Дороги в Дарвине были ухожены и заасфальтированы, но за пределами города, уже через несколько миль, шоссе кончалось, и передвигаться дальше приходилось по едва заметным и плохо выровненным дорогам без твердого покрытия. В период дождей потоки воды размывали колеи, грозовые шквалы и тропические вихри ломали деревья, как спички, и тогда такие дороги становились непроходимыми для машин. Когда в апреле небо очищалось и наступал сухой сезон, городское правление посылало законтрактованных для этой цели рабочих, которые с одной старой полуторкой и полдюжиной туземцев очищали дороги от свалившихся на них деревьев и засыпали галькой размытые колеи.
Важнейшая из этих дорог вела примерно с севера на юг и шла от Дарвина вдоль линии железной дороги, а затем через Ньюкасл-Уотерс и Теннант-Крик, центр золотодобычи, на Алис-Спрингс, город, который расположен почти в самом центре Австралии.
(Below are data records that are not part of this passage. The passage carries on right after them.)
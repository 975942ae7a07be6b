//! Time sources
//!
//! Two clocks, never conflated: a monotonically increasing tick counter
//! advanced by the host's fixed-rate loop (cooldowns, active windows) and
//! a calendar source (daily challenge rollover). Components take the one
//! they need through the `Clock` trait, which keeps the engine
//! deterministic under test.

use std::sync::atomic::{AtomicI64, Ordering};

use chrono::NaiveDate;
use parking_lot::Mutex;

/// Simulation steps per real-time second in the reference host.
pub const TICKS_PER_SECOND: i64 = 20;

/// Abstract time source.
pub trait Clock: Send + Sync {
    /// Current simulation tick.
    fn now_tick(&self) -> i64;

    /// Current calendar day.
    fn today(&self) -> NaiveDate;
}

/// Clock backed by a host-advanced tick counter and the system calendar.
#[derive(Debug, Default)]
pub struct SystemClock {
    tick: AtomicI64,
}

impl SystemClock {
    pub fn new() -> Self {
        Self::default()
    }

    /// Advance by one simulation step. Called once per host loop iteration.
    pub fn advance(&self) -> i64 {
        self.tick.fetch_add(1, Ordering::Relaxed) + 1
    }
}

impl Clock for SystemClock {
    fn now_tick(&self) -> i64 {
        self.tick.load(Ordering::Relaxed)
    }

    fn today(&self) -> NaiveDate {
        chrono::Local::now().date_naive()
    }
}

/// Fully controllable clock for tests and simulations.
#[derive(Debug)]
pub struct ManualClock {
    tick: AtomicI64,
    date: Mutex<NaiveDate>,
}

impl ManualClock {
    pub fn new(tick: i64, date: NaiveDate) -> Self {
        Self {
            tick: AtomicI64::new(tick),
            date: Mutex::new(date),
        }
    }

    pub fn set_tick(&self, tick: i64) {
        self.tick.store(tick, Ordering::Relaxed);
    }

    pub fn advance_ticks(&self, ticks: i64) -> i64 {
        self.tick.fetch_add(ticks, Ordering::Relaxed) + ticks
    }

    pub fn set_date(&self, date: NaiveDate) {
        *self.date.lock() = date;
    }
}

impl Default for ManualClock {
    fn default() -> Self {
        Self::new(0, NaiveDate::from_ymd_opt(2024, 1, 1).unwrap())
    }
}

impl Clock for ManualClock {
    fn now_tick(&self) -> i64 {
        self.tick.load(Ordering::Relaxed)
    }

    fn today(&self) -> NaiveDate {
        *self.date.lock()
    }
}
Боковые дороги на восток и на запад разветвлялись, отходя к отдельным скотоводческим поместьям, расположенным на расстоянии до пятисот километров. От Ньюкасл-Уотерса ежегодно вновь прокладывалась дорога в восточном направлении — на Квинсленд. По этой дороге грузовики подвозили продовольствие к овцеводческим фермам, которые в сезон дождей были отрезаны от всего мира. Таким образом, если в зимнее время из Алис-Спрингса в Дарвин доставляли на грузовиках товары и почту, то летом по южной дороге проходили только вьючные ослы, время от времени привозившие в Дарвин почту.
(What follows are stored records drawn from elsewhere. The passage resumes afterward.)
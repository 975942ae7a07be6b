//! RON data loader
//!
//! Loads engine data from external RON files, with fallback to hardcoded
//! defaults. Everything is validated once here so bad coefficients are a
//! startup failure, never a mid-game surprise.

use std::fs;
use std::path::Path;

use crate::error::ConfigError;

use super::challenges::{default_challenge_defs, ChallengeDefs};
use super::skills::{default_skill_defs, SkillDefs, SkillId, XpCurveDef};
use super::synergies::{default_synergy_defs, SynergyDefs};
use super::tuning::TuningDefs;

/// Manages all static engine data
#[derive(Debug, Clone)]
pub struct DataManager {
    /// Per-skill behavior descriptors
    pub skills: SkillDefs,
    /// Synergy rule table
    pub synergies: SynergyDefs,
    /// Daily challenge pool
    pub challenges: ChallengeDefs,
    /// Numeric tuning (curve, caps, prestige)
    pub tuning: TuningDefs,
}

impl DataManager {
    /// Create a new DataManager, loading from files or using defaults.
    /// Fails only on invalid data, not on missing files.
    pub fn new() -> Result<Self, ConfigError> {
        let manager = Self::load_from_assets();
        manager.validate()?;
        Ok(manager)
    }

    /// Load data from assets/data/, falling back per file.
    fn load_from_assets() -> Self {
        let base_path = Path::new("assets/data");

        Self {
            skills: load_or_default(base_path, "skills.ron", default_skill_defs),
            synergies: load_or_default(base_path, "synergies.ron", default_synergy_defs),
            challenges: load_or_default(base_path, "challenges.ron", default_challenge_defs),
            tuning: load_or_default(base_path, "tuning.ron", TuningDefs::default),
        }
    }

    /// The XP curve for a skill: its override, or the shared default.
    pub fn curve(&self, skill: SkillId) -> XpCurveDef {
        self.skills
            .descriptor(skill)
            .curve
            .unwrap_or(self.tuning.curve)
    }

    /// Reject configurations that would stall or corrupt progression.
    pub fn validate(&self) -> Result<(), ConfigError> {
        validate_curve(None, &self.tuning.curve)?;

        if self.tuning.leveling.hard_cap == 0 {
            return Err(ConfigError::ZeroLevelCap);
        }

        for skill in SkillId::ALL {
            if !self.skills.descriptors.iter().any(|d| d.skill == skill) {
                return Err(ConfigError::MissingSkillDescriptor { skill });
            }
        }

        for desc in &self.skills.descriptors {
            if let Some(curve) = &desc.curve {
                validate_curve(Some(desc.skill), curve)?;
            }
            if desc.ability.cooldown_ticks <= 0 {
                return Err(ConfigError::InvalidAbilityTiming {
                    skill: desc.skill,
                    field: "cooldown_ticks",
                    value: desc.ability.cooldown_ticks,
                });
            }
            if desc.ability.duration_ticks <= 0 {
                return Err(ConfigError::InvalidAbilityTiming {
                    skill: desc.skill,
                    field: "duration_ticks",
                    value: desc.ability.duration_ticks,
                });
            }
        }

        for rule in &self.synergies.rules {
            if rule.skills[0] == rule.skills[1] {
                return Err(ConfigError::DegenerateSynergyRule {
                    id: rule.id.clone(),
                    skill: rule.skills[0],
                });
            }
        }

        if self.challenges.per_day == 0 {
            return Err(ConfigError::ZeroChallengesPerDay);
        }
        for (index, t) in self.challenges.types.iter().enumerate() {
            if t.target_min == 0 || t.target_min > t.target_max {
                return Err(ConfigError::EmptyChallengeRange {
                    index,
                    min: t.target_min,
                    max: t.target_max,
                });
            }
        }

        Ok(())
    }
}

impl Default for DataManager {
    fn default() -> Self {
        Self {
            skills: default_skill_defs(),
            synergies: default_synergy_defs(),
            challenges: default_challenge_defs(),
            tuning: TuningDefs::default(),
        }
    }
}

fn validate_curve(skill: Option<SkillId>, curve: &XpCurveDef) -> Result<(), ConfigError> {
    if curve.base <= 0.0 {
        return Err(ConfigError::NonPositiveCurveBase {
            skill,
            base: curve.base,
        });
    }
    if curve.multiplier < 0.0 {
        return Err(ConfigError::NegativeCurveCoefficient {
            skill,
            value: curve.multiplier,
        });
    }
    if curve.exponent < 0.0 {
        return Err(ConfigError::NegativeCurveCoefficient {
            skill,
            value: curve.exponent,
        });
    }
    Ok(())
}

/// Load one RON file, or fall back to the hardcoded default.
fn load_or_default<T, F>(base_path: &Path, file: &str, fallback: F) -> T
where
    T: serde::de::DeserializeOwned,
    F: FnOnce() -> T,
{
    let path = base_path.join(file);
    if path.exists() {
        match fs::read_to_string(&path) {
            Ok(content) => match ron::from_str(&content) {
                Ok(parsed) => return parsed,
                Err(e) => log::warn!("Failed to parse {}: {}", file, e),
            },
            Err(e) => log::warn!("Failed to read {}: {}", file, e),
        }
    }
    fallback()
}

/// Export all default data to RON files for easy editing.
pub fn export_default_data() -> Result<(), String> {
    let base_path = Path::new("assets/data");

    if !base_path.exists() {
        fs::create_dir_all(base_path)
            .map_err(|e| format!("Failed to create assets/data directory: {}", e))?;
    }

    export(base_path, "skills.ron", &default_skill_defs())?;
    export(base_path, "synergies.ron", &default_synergy_defs())?;
    export(base_path, "challenges.ron", &default_challenge_defs())?;
    export(base_path, "tuning.ron", &TuningDefs::default())?;

    Ok(())
}

fn export<T: serde::Serialize>(base_path: &Path, file: &str, value: &T) -> Result<(), String> {
    let text = ron::ser::to_string_pretty(value, ron::ser::PrettyConfig::default())
        .map_err(|e| format!("Failed to serialize {}: {}", file, e))?;
    fs::write(base_path.join(file), text).map_err(|e| format!("Failed to write {}: {}", file, e))
}

#[cfg(test)]
mod tests {
    use super::*;

    #[test]
    fn test_default_data_validates() {
        let manager = DataManager::default();
        assert!(manager.validate().is_ok());
    }

    #[test]
    fn test_bad_curve_is_rejected() {
        let mut manager = DataManager::default();
        manager.tuning.curve.base = 0.0;
        assert!(matches!(
            manager.validate(),
            Err(ConfigError::NonPositiveCurveBase { .. })
        ));

        let mut manager = DataManager::default();
        manager.skills.descriptors[0].curve = Some(XpCurveDef {
            base: 50.0,
            multiplier: -1.0,
            exponent: 2.0,
        });
        assert!(matches!(
            manager.validate(),
            Err(ConfigError::NegativeCurveCoefficient { .. })
        ));
    }

    #[test]
    fn test_bad_ability_timing_is_rejected() {
        let mut manager = DataManager::default();
        manager.skills.descriptors[2].ability.duration_ticks = 0;
        assert!(matches!(
            manager.validate(),
            Err(ConfigError::InvalidAbilityTiming { .. })
        ));
    }

    #[test]
    fn test_missing_descriptor_is_rejected() {
        let mut manager = DataManager::default();
        manager.skills.descriptors.pop();
        assert!(matches!(
            manager.validate(),
            Err(ConfigError::MissingSkillDescriptor { .. })
        ));
    }

    #[test]
    fn test_defaults_round_trip_through_ron() {
        let text = ron::ser::to_string_pretty(
            &default_skill_defs(),
            ron::ser::PrettyConfig::default(),
        )
        .unwrap();
        let parsed: SkillDefs = ron::from_str(&text).unwrap();
        assert!(parsed.has_all_skills());

        let text = ron::ser::to_string_pretty(
            &default_challenge_defs(),
            ron::ser::PrettyConfig::default(),
        )
        .unwrap();
        let parsed: ChallengeDefs = ron::from_str(&text).unwrap();
        assert_eq!(parsed.per_day, 3);
    }

    #[test]
    fn test_curve_override_wins() {
        let mut manager = DataManager::default();
        let custom = XpCurveDef {
            base: 80.0,
            multiplier: 10.0,
            exponent: 1.0,
        };
        manager.skills.descriptors[0].curve = Some(custom);

        let skill = manager.skills.descriptors[0].skill;
        assert_eq!(manager.curve(skill).base, 80.0);
        assert_eq!(manager.curve(SkillId::Combat).base, 60.0);
    }
}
С наступлением сухого сезона, когда почва просыхала, жажда гнала стада животных, за которыми никто не следил, к источникам воды. Там животных осматривали, клеймили телок и отделяли коров и быков для продажи. Стада из тысячи, а то и больше животных проходили по две тысячи километров с востока на запад, к рынкам юго-восточных штатов. Часть скота гнали с севера на юг, в Алис-Спрингс, и оттуда по железной дороге перевозили в Аделаиду. Один старший погонщик, чаще всего белый или метис, и с полдюжины пастухов-туземцев с двумя-тремя десятками лошадей сопровождали эти громадные стада. В запряженной лошадьми повозке везли продукты. Животные ежедневно проделывали десять-двадцать километров, идя от одного водопоя к другому. Если водоемы пересыхали, что бывало чаще всего к концу сухого сезона, скоту приходилось проходить по сорок и даже пятьдесят километров в поисках воды. Но недостаток воды был не единственной трудностью. Если по дороге прогнали уже несколько стад, то от лугов ничего не оставалось, и животные доходили до рынков похожие на обтянутые кожей скелеты. Даже теперь, несмотря на вырытые через каждые десять-пятнадцать километров колодцы с ветряным колесом и автоматическим насосом, такой прогон скота не лишен риска. Однако война потребовала улучшения состояния дорог, и сейчас животных обычно доставляют на больших дизельных автомашинах и на специально построенных для перевозки скота так называемых шоссейных поездах.